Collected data
◇ ◇ ◇ ◇

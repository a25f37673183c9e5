//! Immutable values and typed refs for ply.
//!
//! A [`Value`] is an immutable, self-describing datum with a deterministic
//! binary encoding. Its hash is the hash of that encoding, so two values that
//! encode identically are the same value and share storage. A [`Ref`] is a
//! typed, height-annotated pointer to a value that lives in the chunk store;
//! it is resolved on demand through a [`ValueStore`] capability rather than
//! through any ambient global store.
//!
//! # Key Types
//!
//! - [`Value`] / [`Struct`]: the value model
//! - [`Type`]: type descriptors carried by refs
//! - [`Ref`]: `{target hash, target type, height}` forward pointer
//! - [`Sequence`] / [`MetaTuple`]: prolly-tree nodes (leaf or meta)
//! - [`ValueStore`] / [`ChunkConfig`]: read/write capability over a chunk store
//!
//! # Invariants
//!
//! - `decode(encode(v)) == v` for every value.
//! - A ref's height is one more than the highest ref its target contains, so
//!   refs only ever point at strictly lower-height content.

pub mod codec;
pub mod error;
pub mod reference;
pub mod sequence;
pub mod store;
pub mod types;
pub mod value;

pub use codec::{decode, encode};
pub use error::{ValueError, ValueResult};
pub use reference::Ref;
pub use sequence::{MetaTuple, Sequence};
pub use store::{ChunkConfig, ValueStore};
pub use types::Type;
pub use value::{Struct, Value};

◇ ◇ ◇ ◇

§ **Task requirements**
Once you have read the entries above, state how many of their lines include "through", giving the number alone.

§ **The answer**
2